Status: Patched
This vulnerability has been verified as resolved and deployed.
Oversized password login DoS in legacy password comparison (CVE-2026-24458)
Summary
Login password comparison paths accepted attacker-supplied passwords without enforcing the maximum password length first
Mattermost validates password length when passwords are created or changed, but affected login comparison paths did not consistently apply the same maximum-length guard before invoking password verification. In modern 11.x branches, App.checkUserPassword parses the stored hash and dispatches to the matching hasher. PBKDF2 already enforced PasswordMaxLengthBytes, but the legacy bcrypt hasher's CompareHashAndPassword did not check input length before calling bcrypt.CompareHashAndPassword. In the 10.11 line, the older users.ComparePassword helper similarly called bcrypt.CompareHashAndPassword before checking model.PasswordMaximumLength.
The fix adds explicit maximum-length checks in the comparison path before expensive password verification is attempted: PR #35092 / commit 7201f42d955f1bc44719b862132546626b60a180 for the 11.x legacy hasher path, with backports #35117, #35126, and #35127; and PR #35062 / commit 0655a633546037107a1e0f3243c542fbaea0901f for the 10.11 comparison helper.
CVSS Score
Vulnerability Location
Source-to-Sink Analysis
The unauthenticated login endpoint parses the attacker-supplied JSON body, including password, and passes it into authentication.
checkUserPassword obtains the hasher from the stored hash and compares the attacker-supplied plaintext password with it.
The 11.x fix adds a maximum-length check to the legacy bcrypt comparison wrapper before calling bcrypt.CompareHashAndPassword.
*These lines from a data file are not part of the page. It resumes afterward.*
#![forbid(unsafe_code)]

//! Validation timing modes and the policy that picks one on field change.

use fieldflow_core::{FieldDescriptor, ValidationConfig};

/// When a validation call evaluates its rules.
#[derive(Debug, Clone, Copy, PartialEq, Eq, Hash)]
#[cfg_attr(feature = "serde", derive(serde::Serialize, serde::Deserialize))]
#[cfg_attr(feature = "serde", serde(rename_all = "snake_case"))]
pub enum Trigger {
    /// Evaluate now, on the calling thread.
    Immediate,
    /// Evaluate after a quiet period; later calls for the same field replace
    /// the pending one.
    Debounced,
    /// Wait the blur settle delay, then evaluate on the calling thread.
    OnBlur,
    /// Do not evaluate. The field returns to `Idle` and waits for a
    /// form-wide `validate_all`.
    OnSubmit,
}

impl Trigger {
    #[must_use]
    pub const fn as_str(self) -> &'static str {
        match self {
            Self::Immediate => "immediate",
            Self::Debounced => "debounced",
            Self::OnBlur => "on_blur",
            Self::OnSubmit => "on_submit",
        }
    }

    /// Map a UI event name to a trigger.
    ///
    /// | Source | Trigger |
    /// |--------|---------|
    /// | `input`, `keyup` | Debounced |
    /// | `blur`, `focusout` | OnBlur |
    /// | `change` | Immediate |
    /// | `submit` | OnSubmit |
    /// | anything else | Debounced |
    #[must_use]
    pub fn from_source(source: &str) -> Self {
        match source {
            "change" => Self::Immediate,
            "blur" | "focusout" => Self::OnBlur,
            "submit" => Self::OnSubmit,
            _ => Self::Debounced,
        }
    }
}

impl std::fmt::Display for Trigger {
    fn fmt(&self, f: &mut std::fmt::Formatter<'_>) -> std::fmt::Result {
        f.write_str(self.as_str())
    }
}

/// Pick the trigger for a field change.
///
/// In priority order: the configured immediate-field list, then required
/// fields (both Immediate); everything else, including fields with costly
/// uniqueness or custom rules and fields the schema does not know, is
/// Debounced.
#[must_use]
pub fn select_trigger(
    config: &ValidationConfig,
    field: &str,
    descriptor: Option<&FieldDescriptor>,
) -> Trigger {
    if config.is_immediate_field(field) {
        return Trigger::Immediate;
    }
    let Some(descriptor) = descriptor else {
        return Trigger::Debounced;
    };
    // Costly rules (has_async_rules) debounce like every other optional field.
    if descriptor.required {
        Trigger::Immediate
    } else {
        Trigger::Debounced
    }
}
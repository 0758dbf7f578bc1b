#![forbid(unsafe_code)]

//! The rule evaluator collaborator seam.
//!
//! An evaluator turns a field, a candidate value, and the full value snapshot
//! into a list of human-readable messages. An empty list means the value
//! passed. Evaluators never fail: if one cannot reach a dependency, reporting
//! that is its own business (usually as a message).

use std::collections::BTreeMap;

use crate::schema::{FieldDescriptor, Schema};
use crate::{FieldValue, ValueSnapshot};

/// Error messages keyed by field name.
pub type FieldErrors = BTreeMap<String, Vec<String>>;

/// Evaluates validation rules for fields.
///
/// Implementations may block for as long as they need (a uniqueness check
/// against a datastore, say). The orchestrator never holds a lock while
/// calling in.
pub trait RuleEvaluator: Send + Sync {
    /// Validate one field's candidate value.
    fn validate_field(
        &self,
        field: &FieldDescriptor,
        value: &FieldValue,
        values: &ValueSnapshot,
    ) -> Vec<String>;

    /// Validate every field in `schema` against `values` in one batch.
    ///
    /// The default walks the schema and calls [`validate_field`] with each
    /// field's snapshot value (`null` when absent). Fields that pass may be
    /// omitted from the result.
    ///
    /// [`validate_field`]: RuleEvaluator::validate_field
    fn validate_all(&self, schema: &dyn Schema, values: &ValueSnapshot) -> FieldErrors {
        let null = FieldValue::Null;
        schema
            .fields()
            .into_iter()
            .filter_map(|field| {
                let value = values.get(&field.name).unwrap_or(&null);
                let errors = self.validate_field(&field, value, values);
                (!errors.is_empty()).then(|| (field.name, errors))
            })
            .collect()
    }
}

/// A [`RuleEvaluator`] backed by a closure.
///
/// ```
/// use fieldflow_core::{FieldValue, FnEvaluator, RuleEvaluator, FieldDescriptor};
/// use std::collections::HashMap;
///
/// let eval = FnEvaluator::new(|field: &FieldDescriptor, value: &FieldValue, _: &_| {
///     if field.required && value.as_str().is_none_or(str::is_empty) {
///         vec!["required".to_string()]
///     } else {
///         Vec::new()
///     }
/// });
///
/// let email = FieldDescriptor::new("email").required();
/// let errors = eval.validate_field(&email, &FieldValue::from(""), &HashMap::new());
/// assert_eq!(errors, ["required"]);
/// ```
pub struct FnEvaluator<F> {
    check: F,
}

impl<F> FnEvaluator<F>
where
    F: Fn(&FieldDescriptor, &FieldValue, &ValueSnapshot) -> Vec<String> + Send + Sync,
{
    /// Wrap a closure.
    pub fn new(check: F) -> Self {
        Self { check }
    }
}

impl<F> RuleEvaluator for FnEvaluator<F>
where
    F: Fn(&FieldDescriptor, &FieldValue, &ValueSnapshot) -> Vec<String> + Send + Sync,
{
    fn validate_field(
        &self,
        field: &FieldDescriptor,
        value: &FieldValue,
        values: &ValueSnapshot,
    ) -> Vec<String> {
        (self.check)(field, value, values)
    }
}

impl<F> std::fmt::Debug for FnEvaluator<F> {
    fn fmt(&self, f: &mut std::fmt::Formatter<'_>) -> std::fmt::Result {
        f.debug_struct("FnEvaluator").finish_non_exhaustive()
    }
}
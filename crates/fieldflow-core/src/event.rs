#![forbid(unsafe_code)]

//! Validation events and the listener bus.
//!
//! Every status change the orchestrator makes is announced as a
//! [`ValidationEvent`]. Renderers subscribe by field name or with the
//! wildcard pattern `"*"`.
//!
//! # Delivery
//!
//! [`EventBus::emit`] records the event in a bounded history, snapshots the
//! matching listeners, releases the lock, and then calls each listener in
//! registration order on the emitting thread. Listeners may therefore add or
//! remove listeners, or emit further events, without deadlocking. A listener
//! that panics is logged and skipped; the remaining listeners still run.

use std::collections::{HashMap, VecDeque};
use std::panic::{AssertUnwindSafe, catch_unwind};
use std::sync::atomic::{AtomicU64, Ordering};
use std::sync::{Arc, PoisonError, RwLock, RwLockReadGuard, RwLockWriteGuard};
use std::time::SystemTime;

use crate::state::ValidationStatus;

/// Events kept in the bus history by default.
pub const DEFAULT_HISTORY_CAPACITY: usize = 100;

// ---------------------------------------------------------------------------
// EventKind
// ---------------------------------------------------------------------------

/// What happened to a field.
#[derive(Debug, Clone, Copy, PartialEq, Eq, Hash)]
#[cfg_attr(feature = "serde", derive(serde::Serialize, serde::Deserialize))]
#[cfg_attr(feature = "serde", serde(rename_all = "snake_case"))]
pub enum EventKind {
    /// A validation cycle began.
    Start,
    /// A cycle completed with no messages.
    Success,
    /// A cycle completed with messages.
    Error,
    /// A scheduled validation was superseded or cancelled before it ran.
    Cancel,
    /// The field's errors were cleared while input is still settling.
    Clear,
}

impl EventKind {
    #[must_use]
    pub const fn as_str(self) -> &'static str {
        match self {
            Self::Start => "start",
            Self::Success => "success",
            Self::Error => "error",
            Self::Cancel => "cancel",
            Self::Clear => "clear",
        }
    }

    /// The status a field is in once this event has been emitted.
    #[must_use]
    pub const fn implied_status(self) -> ValidationStatus {
        match self {
            Self::Start => ValidationStatus::Validating,
            Self::Success => ValidationStatus::Valid,
            Self::Error => ValidationStatus::Invalid,
            Self::Cancel | Self::Clear => ValidationStatus::Idle,
        }
    }
}

impl std::fmt::Display for EventKind {
    fn fmt(&self, f: &mut std::fmt::Formatter<'_>) -> std::fmt::Result {
        f.write_str(self.as_str())
    }
}

// ---------------------------------------------------------------------------
// ValidationEvent
// ---------------------------------------------------------------------------

/// An immutable record of one validation lifecycle step.
#[derive(Debug, Clone, PartialEq, Eq)]
#[cfg_attr(feature = "serde", derive(serde::Serialize, serde::Deserialize))]
pub struct ValidationEvent {
    field: String,
    kind: EventKind,
    errors: Vec<String>,
    timestamp: SystemTime,
}

impl ValidationEvent {
    /// Build an event stamped with the current time.
    ///
    /// Errors are only carried by [`EventKind::Error`]; they are dropped for
    /// every other kind.
    #[must_use]
    pub fn new(field: impl Into<String>, kind: EventKind, errors: Vec<String>) -> Self {
        Self::at(field, kind, errors, SystemTime::now())
    }

    /// Build an event with an explicit timestamp.
    #[must_use]
    pub fn at(
        field: impl Into<String>,
        kind: EventKind,
        errors: Vec<String>,
        timestamp: SystemTime,
    ) -> Self {
        let errors = if kind == EventKind::Error {
            errors
        } else {
            Vec::new()
        };
        Self {
            field: field.into(),
            kind,
            errors,
            timestamp,
        }
    }

    #[must_use]
    pub fn start(field: impl Into<String>) -> Self {
        Self::new(field, EventKind::Start, Vec::new())
    }

    #[must_use]
    pub fn success(field: impl Into<String>) -> Self {
        Self::new(field, EventKind::Success, Vec::new())
    }

    #[must_use]
    pub fn error(field: impl Into<String>, errors: Vec<String>) -> Self {
        Self::new(field, EventKind::Error, errors)
    }

    #[must_use]
    pub fn cancel(field: impl Into<String>) -> Self {
        Self::new(field, EventKind::Cancel, Vec::new())
    }

    #[must_use]
    pub fn clear(field: impl Into<String>) -> Self {
        Self::new(field, EventKind::Clear, Vec::new())
    }

    #[must_use]
    pub fn field(&self) -> &str {
        &self.field
    }

    #[must_use]
    pub fn kind(&self) -> EventKind {
        self.kind
    }

    /// Messages for an `Error` event; empty otherwise.
    #[must_use]
    pub fn errors(&self) -> &[String] {
        &self.errors
    }

    #[must_use]
    pub fn timestamp(&self) -> SystemTime {
        self.timestamp
    }

    /// Shorthand for `self.kind().implied_status()`.
    #[must_use]
    pub fn status(&self) -> ValidationStatus {
        self.kind.implied_status()
    }
}

// ---------------------------------------------------------------------------
// Listener registration
// ---------------------------------------------------------------------------

/// Which events a listener receives.
#[derive(Debug, Clone, PartialEq, Eq, Hash)]
pub enum ListenerPattern {
    /// Events for one named field.
    Field(String),
    /// Every event.
    Any,
}

impl ListenerPattern {
    /// Whether an event for `field` matches this pattern.
    #[must_use]
    pub fn matches(&self, field: &str) -> bool {
        match self {
            Self::Field(name) => name == field,
            Self::Any => true,
        }
    }
}

impl From<&str> for ListenerPattern {
    fn from(pattern: &str) -> Self {
        if pattern == "*" {
            Self::Any
        } else {
            Self::Field(pattern.to_owned())
        }
    }
}

impl From<String> for ListenerPattern {
    fn from(pattern: String) -> Self {
        if pattern == "*" {
            Self::Any
        } else {
            Self::Field(pattern)
        }
    }
}

/// Handle returned by [`EventBus::add_listener`], used for removal.
#[derive(Debug, Clone, Copy, PartialEq, Eq, Hash, PartialOrd, Ord)]
pub struct ListenerId(u64);

type Listener = Arc<dyn Fn(&ValidationEvent) + Send + Sync>;

struct Registration {
    id: ListenerId,
    pattern: ListenerPattern,
    callback: Listener,
}

struct BusInner {
    listeners: Vec<Registration>,
    history: VecDeque<ValidationEvent>,
    capacity: usize,
}

// ---------------------------------------------------------------------------
// EventBus
// ---------------------------------------------------------------------------

/// Fan-out of validation events with a bounded history.
pub struct EventBus {
    inner: RwLock<BusInner>,
    next_id: AtomicU64,
}

impl std::fmt::Debug for EventBus {
    fn fmt(&self, f: &mut std::fmt::Formatter<'_>) -> std::fmt::Result {
        let inner = self.read();
        f.debug_struct("EventBus")
            .field("listeners", &inner.listeners.len())
            .field("history", &inner.history.len())
            .field("capacity", &inner.capacity)
            .finish()
    }
}

impl Default for EventBus {
    fn default() -> Self {
        Self::with_history_capacity(DEFAULT_HISTORY_CAPACITY)
    }
}

impl EventBus {
    /// Create a bus keeping the last [`DEFAULT_HISTORY_CAPACITY`] events.
    #[must_use]
    pub fn new() -> Self {
        Self::default()
    }

    /// Create a bus with a custom history bound. A capacity of zero keeps no
    /// history.
    #[must_use]
    pub fn with_history_capacity(capacity: usize) -> Self {
        Self {
            inner: RwLock::new(BusInner {
                listeners: Vec::new(),
                history: VecDeque::with_capacity(capacity),
                capacity,
            }),
            next_id: AtomicU64::new(1),
        }
    }

    fn read(&self) -> RwLockReadGuard<'_, BusInner> {
        self.inner.read().unwrap_or_else(PoisonError::into_inner)
    }

    fn write(&self) -> RwLockWriteGuard<'_, BusInner> {
        self.inner.write().unwrap_or_else(PoisonError::into_inner)
    }

    /// Register a listener for a field name, or for every field with `"*"`.
    pub fn add_listener<P, F>(&self, pattern: P, callback: F) -> ListenerId
    where
        P: Into<ListenerPattern>,
        F: Fn(&ValidationEvent) + Send + Sync + 'static,
    {
        let id = ListenerId(self.next_id.fetch_add(1, Ordering::Relaxed));
        let pattern = pattern.into();
        crate::trace!(listener = id.0, pattern = ?pattern, "listener registered");
        self.write().listeners.push(Registration {
            id,
            pattern,
            callback: Arc::new(callback),
        });
        id
    }

    /// Remove one listener. Returns whether it was registered.
    pub fn remove_listener(&self, id: ListenerId) -> bool {
        let mut inner = self.write();
        let before = inner.listeners.len();
        inner.listeners.retain(|r| r.id != id);
        inner.listeners.len() != before
    }

    /// Remove every listener registered under exactly `pattern`. Returns the
    /// number removed.
    pub fn remove_listeners_for(&self, pattern: impl Into<ListenerPattern>) -> usize {
        let pattern = pattern.into();
        let mut inner = self.write();
        let before = inner.listeners.len();
        inner.listeners.retain(|r| r.pattern != pattern);
        before - inner.listeners.len()
    }

    /// Record `event` and deliver it to every matching listener.
    pub fn emit(&self, event: ValidationEvent) {
        let targets: Vec<Listener> = {
            let mut inner = self.write();
            if inner.capacity > 0 {
                while inner.history.len() >= inner.capacity {
                    inner.history.pop_front();
                }
                inner.history.push_back(event.clone());
            }
            inner
                .listeners
                .iter()
                .filter(|r| r.pattern.matches(&event.field))
                .map(|r| Arc::clone(&r.callback))
                .collect()
        };

        crate::trace!(
            field = event.field.as_str(),
            kind = event.kind.as_str(),
            listeners = targets.len(),
            "emit"
        );

        for callback in targets {
            if catch_unwind(AssertUnwindSafe(|| callback(&event))).is_err() {
                crate::error!(
                    field = event.field.as_str(),
                    kind = event.kind.as_str(),
                    "validation listener panicked"
                );
            }
        }
    }

    /// Recorded events, oldest first.
    #[must_use]
    pub fn history(&self) -> Vec<ValidationEvent> {
        self.read().history.iter().cloned().collect()
    }

    /// Recorded events for one field, oldest first.
    #[must_use]
    pub fn history_for(&self, field: &str) -> Vec<ValidationEvent> {
        self.read()
            .history
            .iter()
            .filter(|e| e.field == field)
            .cloned()
            .collect()
    }

    pub fn clear_history(&self) {
        self.write().history.clear();
    }

    /// Number of listeners per registration pattern.
    #[must_use]
    pub fn listener_counts(&self) -> HashMap<ListenerPattern, usize> {
        let mut counts = HashMap::new();
        for r in &self.read().listeners {
            *counts.entry(r.pattern.clone()).or_insert(0) += 1;
        }
        counts
    }

    /// Whether an event for `field` would reach at least one listener.
    #[must_use]
    pub fn has_listeners_for(&self, field: &str) -> bool {
        self.read().listeners.iter().any(|r| r.pattern.matches(field))
    }

    /// The status implied by each field's most recent recorded event.
    #[must_use]
    pub fn latest_states(&self) -> HashMap<String, ValidationStatus> {
        let mut states = HashMap::new();
        for event in &self.read().history {
            states.insert(event.field.clone(), event.status());
        }
        states
    }
}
The 10.11 fix adds the same fail-fast length check to the older ComparePassword helper before the bcrypt comparison call.
Impact Analysis
Critical Impact
Oversized login attempts can impose disproportionate work on the server's authentication path, resulting in denial of service for legitimate login attempts. The fix makes oversized values fail closed before hash comparison.
Attack Surface
The login API (POST /api/v4/users/login) for accounts whose stored hashes use the affected comparison path. The 11.x fix is specifically the legacy bcrypt hasher path; the 10.11 fix is the older bcrypt comparison helper.
Preconditions
Network access to the login endpoint. The attacker can submit oversized password values for an existing login ID. No valid password is required for the resource-exhaustion attempt.
Proof of Concept
Environment Setup
Use a vulnerable release before the relevant fix for the release line: before #35092 for 11.x legacy bcrypt accounts or before #35062 for 10.11.
Target Configuration
Have a reachable Mattermost login endpoint and a known existing login ID. For 11.x, the clearest affected path is an account with a legacy bcrypt-formatted stored password.
Exploit Delivery
Send repeated POST /api/v4/users/login requests with a multi-megabyte password value and the target login_id.
Outcome
The maximum password length is enforced consistently during comparison, not only during password creation or update.
Expected Response: Vulnerable builds spend expensive verification work on the oversized password before returning an authentication error. Fixed builds return through the password-length error path before invoking the hasher comparison.